→ **Directions for this task**: A faithful copy of all the data below, please; leave no line out.

→ **Source records**:
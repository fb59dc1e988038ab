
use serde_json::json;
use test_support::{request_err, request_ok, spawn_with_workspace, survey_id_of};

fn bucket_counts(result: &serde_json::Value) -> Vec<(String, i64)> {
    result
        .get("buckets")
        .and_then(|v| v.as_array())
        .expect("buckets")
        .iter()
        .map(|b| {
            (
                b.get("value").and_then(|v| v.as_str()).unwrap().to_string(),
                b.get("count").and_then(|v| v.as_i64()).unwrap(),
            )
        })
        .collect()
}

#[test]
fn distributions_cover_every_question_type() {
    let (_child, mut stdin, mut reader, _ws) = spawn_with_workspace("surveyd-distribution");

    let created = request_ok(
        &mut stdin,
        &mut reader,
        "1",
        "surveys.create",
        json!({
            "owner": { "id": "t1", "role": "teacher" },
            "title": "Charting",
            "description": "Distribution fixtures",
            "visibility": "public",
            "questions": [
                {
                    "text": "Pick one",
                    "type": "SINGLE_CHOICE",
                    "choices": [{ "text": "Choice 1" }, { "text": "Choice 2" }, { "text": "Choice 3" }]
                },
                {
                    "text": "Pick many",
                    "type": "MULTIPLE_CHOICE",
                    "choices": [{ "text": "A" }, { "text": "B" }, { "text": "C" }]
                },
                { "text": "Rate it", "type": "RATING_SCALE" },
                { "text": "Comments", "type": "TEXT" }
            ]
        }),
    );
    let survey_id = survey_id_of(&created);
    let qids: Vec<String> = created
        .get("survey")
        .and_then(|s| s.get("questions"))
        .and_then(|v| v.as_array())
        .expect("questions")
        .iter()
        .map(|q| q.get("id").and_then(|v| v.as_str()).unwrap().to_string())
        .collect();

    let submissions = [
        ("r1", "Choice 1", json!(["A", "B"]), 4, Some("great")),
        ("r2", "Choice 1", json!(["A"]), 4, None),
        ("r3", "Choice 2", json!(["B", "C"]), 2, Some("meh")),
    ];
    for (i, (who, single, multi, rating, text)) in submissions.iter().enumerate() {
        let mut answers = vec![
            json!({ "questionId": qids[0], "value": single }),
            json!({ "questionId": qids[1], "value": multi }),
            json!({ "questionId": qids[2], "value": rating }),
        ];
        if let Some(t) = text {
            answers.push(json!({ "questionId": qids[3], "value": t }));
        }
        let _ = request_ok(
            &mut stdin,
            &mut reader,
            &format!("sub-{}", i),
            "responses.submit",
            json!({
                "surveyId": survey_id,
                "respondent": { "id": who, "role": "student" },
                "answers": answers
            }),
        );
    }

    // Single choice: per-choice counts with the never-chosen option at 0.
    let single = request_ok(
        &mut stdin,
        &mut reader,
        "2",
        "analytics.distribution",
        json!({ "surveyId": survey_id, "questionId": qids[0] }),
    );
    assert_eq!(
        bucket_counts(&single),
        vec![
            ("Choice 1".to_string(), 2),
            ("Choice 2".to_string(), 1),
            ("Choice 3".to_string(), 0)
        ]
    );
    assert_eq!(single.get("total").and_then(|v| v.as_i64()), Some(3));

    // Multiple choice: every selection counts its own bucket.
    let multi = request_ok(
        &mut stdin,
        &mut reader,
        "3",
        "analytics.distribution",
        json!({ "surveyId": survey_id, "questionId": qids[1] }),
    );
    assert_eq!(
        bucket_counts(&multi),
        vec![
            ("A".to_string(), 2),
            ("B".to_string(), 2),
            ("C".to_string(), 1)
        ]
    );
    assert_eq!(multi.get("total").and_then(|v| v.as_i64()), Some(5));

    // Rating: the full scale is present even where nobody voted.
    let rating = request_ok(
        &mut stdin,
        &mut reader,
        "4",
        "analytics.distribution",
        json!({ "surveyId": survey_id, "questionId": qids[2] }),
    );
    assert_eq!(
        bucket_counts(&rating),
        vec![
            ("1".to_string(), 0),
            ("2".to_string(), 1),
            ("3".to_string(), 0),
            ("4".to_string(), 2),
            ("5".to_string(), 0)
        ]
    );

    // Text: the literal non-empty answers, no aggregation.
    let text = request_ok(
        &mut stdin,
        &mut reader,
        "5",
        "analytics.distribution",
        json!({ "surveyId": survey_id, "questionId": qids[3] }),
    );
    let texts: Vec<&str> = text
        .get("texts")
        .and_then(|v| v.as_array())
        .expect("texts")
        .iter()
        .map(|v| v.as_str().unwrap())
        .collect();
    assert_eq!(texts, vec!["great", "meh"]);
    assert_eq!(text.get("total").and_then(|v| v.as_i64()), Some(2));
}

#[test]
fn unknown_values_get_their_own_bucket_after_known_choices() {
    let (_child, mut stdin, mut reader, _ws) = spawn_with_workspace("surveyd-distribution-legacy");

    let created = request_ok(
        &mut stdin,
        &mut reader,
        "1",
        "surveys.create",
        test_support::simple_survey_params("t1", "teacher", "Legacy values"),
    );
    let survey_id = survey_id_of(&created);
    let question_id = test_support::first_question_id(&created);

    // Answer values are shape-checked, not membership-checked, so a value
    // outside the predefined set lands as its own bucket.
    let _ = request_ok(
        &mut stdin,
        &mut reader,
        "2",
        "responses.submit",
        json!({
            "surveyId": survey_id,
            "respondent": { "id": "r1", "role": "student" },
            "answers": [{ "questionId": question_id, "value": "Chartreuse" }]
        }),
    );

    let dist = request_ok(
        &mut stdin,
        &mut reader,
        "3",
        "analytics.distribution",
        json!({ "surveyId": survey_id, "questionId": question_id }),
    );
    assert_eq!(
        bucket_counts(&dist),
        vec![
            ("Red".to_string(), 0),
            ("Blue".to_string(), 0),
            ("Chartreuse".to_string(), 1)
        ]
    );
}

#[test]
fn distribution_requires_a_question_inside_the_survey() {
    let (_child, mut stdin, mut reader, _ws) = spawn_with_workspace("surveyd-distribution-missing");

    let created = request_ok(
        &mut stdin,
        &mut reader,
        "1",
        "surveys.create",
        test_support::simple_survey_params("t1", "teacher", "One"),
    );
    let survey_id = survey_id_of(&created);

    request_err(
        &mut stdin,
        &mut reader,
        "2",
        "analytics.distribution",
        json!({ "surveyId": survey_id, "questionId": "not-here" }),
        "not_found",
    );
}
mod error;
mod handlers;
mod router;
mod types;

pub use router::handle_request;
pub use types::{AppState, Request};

→ **Expected answer**:
repository fb59dc1e988038ab

use serde_json::json;
use test_support::{request_err, request_ok, spawn_with_workspace, survey_id_of};

fn bucket_counts(result: &serde_json::Value) -> Vec<(String, i64)> {
    result
        .get("buckets")
        .and_then(|v| v.as_array())
        .expect("buckets")
        .iter()
        .map(|b| {
            (
                b.get("value").and_then(|v| v.as_str()).unwrap().to_string(),
                b.get("count").and_then(|v| v.as_i64()).unwrap(),
            )
        })
        .collect()
}

#[test]
fn distributions_cover_every_question_type() {
    let (_child, mut stdin, mut reader, _ws) = spawn_with_workspace("surveyd-distribution");

    let created = request_ok(
        &mut stdin,
        &mut reader,
        "1",
        "surveys.create",
        json!({
            "owner": { "id": "t1", "role": "teacher" },
            "title": "Charting",
            "description": "Distribution fixtures",
            "visibility": "public",
            "questions": [
                {
                    "text": "Pick one",
                    "type": "SINGLE_CHOICE",
                    "choices": [{ "text": "Choice 1" }, { "text": "Choice 2" }, { "text": "Choice 3" }]
                },
                {
                    "text": "Pick many",
                    "type": "MULTIPLE_CHOICE",
                    "choices": [{ "text": "A" }, { "text": "B" }, { "text": "C" }]
                },
                { "text": "Rate it", "type": "RATING_SCALE" },
                { "text": "Comments", "type": "TEXT" }
            ]
        }),
    );
    let survey_id = survey_id_of(&created);
    let qids: Vec<String> = created
        .get("survey")
        .and_then(|s| s.get("questions"))
        .and_then(|v| v.as_array())
        .expect("questions")
        .iter()
        .map(|q| q.get("id").and_then(|v| v.as_str()).unwrap().to_string())
        .collect();

    let submissions = [
        ("r1", "Choice 1", json!(["A", "B"]), 4, Some("great")),
        ("r2", "Choice 1", json!(["A"]), 4, None),
        ("r3", "Choice 2", json!(["B", "C"]), 2, Some("meh")),
    ];
    for (i, (who, single, multi, rating, text)) in submissions.iter().enumerate() {
        let mut answers = vec![
            json!({ "questionId": qids[0], "value": single }),
            json!({ "questionId": qids[1], "value": multi }),
            json!({ "questionId": qids[2], "value": rating }),
        ];
        if let Some(t) = text {
            answers.push(json!({ "questionId": qids[3], "value": t }));
        }
        let _ = request_ok(
            &mut stdin,
            &mut reader,
            &format!("sub-{}", i),
            "responses.submit",
            json!({
                "surveyId": survey_id,
                "respondent": { "id": who, "role": "student" },
                "answers": answers
            }),
        );
    }

    // Single choice: per-choice counts with the never-chosen option at 0.
    let single = request_ok(
        &mut stdin,
        &mut reader,
        "2",
        "analytics.distribution",
        json!({ "surveyId": survey_id, "questionId": qids[0] }),
    );
    assert_eq!(
        bucket_counts(&single),
        vec![
            ("Choice 1".to_string(), 2),
            ("Choice 2".to_string(), 1),
            ("Choice 3".to_string(), 0)
        ]
    );
    assert_eq!(single.get("total").and_then(|v| v.as_i64()), Some(3));

    // Multiple choice: every selection counts its own bucket.
    let multi = request_ok(
        &mut stdin,
        &mut reader,
        "3",
        "analytics.distribution",
        json!({ "surveyId": survey_id, "questionId": qids[1] }),
    );
    assert_eq!(
        bucket_counts(&multi),
        vec![
            ("A".to_string(), 2),
            ("B".to_string(), 2),
            ("C".to_string(), 1)
        ]
    );
    assert_eq!(multi.get("total").and_then(|v| v.as_i64()), Some(5));

    // Rating: the full scale is present even where nobody voted.
    let rating = request_ok(
        &mut stdin,
        &mut reader,
        "4",
        "analytics.distribution",
        json!({ "surveyId": survey_id, "questionId": qids[2] }),
    );
    assert_eq!(
        bucket_counts(&rating),
        vec![
            ("1".to_string(), 0),
            ("2".to_string(), 1),
            ("3".to_string(), 0),
            ("4".to_string(), 2),
            ("5".to_string(), 0)
        ]
    );

    // Text: the literal non-empty answers, no aggregation.
    let text = request_ok(
        &mut stdin,
        &mut reader,
        "5",
        "analytics.distribution",
        json!({ "surveyId": survey_id, "questionId": qids[3] }),
    );
    let texts: Vec<&str> = text
        .get("texts")
        .and_then(|v| v.as_array())
        .expect("texts")
        .iter()
        .map(|v| v.as_str().unwrap())
        .collect();
    assert_eq!(texts, vec!["great", "meh"]);
    assert_eq!(text.get("total").and_then(|v| v.as_i64()), Some(2));
}

#[test]
fn unknown_values_get_their_own_bucket_after_known_choices() {
    let (_child, mut stdin, mut reader, _ws) = spawn_with_workspace("surveyd-distribution-legacy");

    let created = request_ok(
        &mut stdin,
        &mut reader,
        "1",
        "surveys.create",
        test_support::simple_survey_params("t1", "teacher", "Legacy values"),
    );
    let survey_id = survey_id_of(&created);
    let question_id = test_support::first_question_id(&created);

    // Answer values are shape-checked, not membership-checked, so a value
    // outside the predefined set lands as its own bucket.
    let _ = request_ok(
        &mut stdin,
        &mut reader,
        "2",
        "responses.submit",
        json!({
            "surveyId": survey_id,
            "respondent": { "id": "r1", "role": "student" },
            "answers": [{ "questionId": question_id, "value": "Chartreuse" }]
        }),
    );

    let dist = request_ok(
        &mut stdin,
        &mut reader,
        "3",
        "analytics.distribution",
        json!({ "surveyId": survey_id, "questionId": question_id }),
    );
    assert_eq!(
        bucket_counts(&dist),
        vec![
            ("Red".to_string(), 0),
            ("Blue".to_string(), 0),
            ("Chartreuse".to_string(), 1)
        ]
    );
}

#[test]
fn distribution_requires_a_question_inside_the_survey() {
    let (_child, mut stdin, mut reader, _ws) = spawn_with_workspace("surveyd-distribution-missing");

    let created = request_ok(
        &mut stdin,
        &mut reader,
        "1",
        "surveys.create",
        test_support::simple_survey_params("t1", "teacher", "One"),
    );
    let survey_id = survey_id_of(&created);

    request_err(
        &mut stdin,
        &mut reader,
        "2",
        "analytics.distribution",
        json!({ "surveyId": survey_id, "questionId": "not-here" }),
        "not_found",
    );
}
mod error;
mod handlers;
mod router;
mod types;

pub use router::handle_request;
pub use types::{AppState, Request};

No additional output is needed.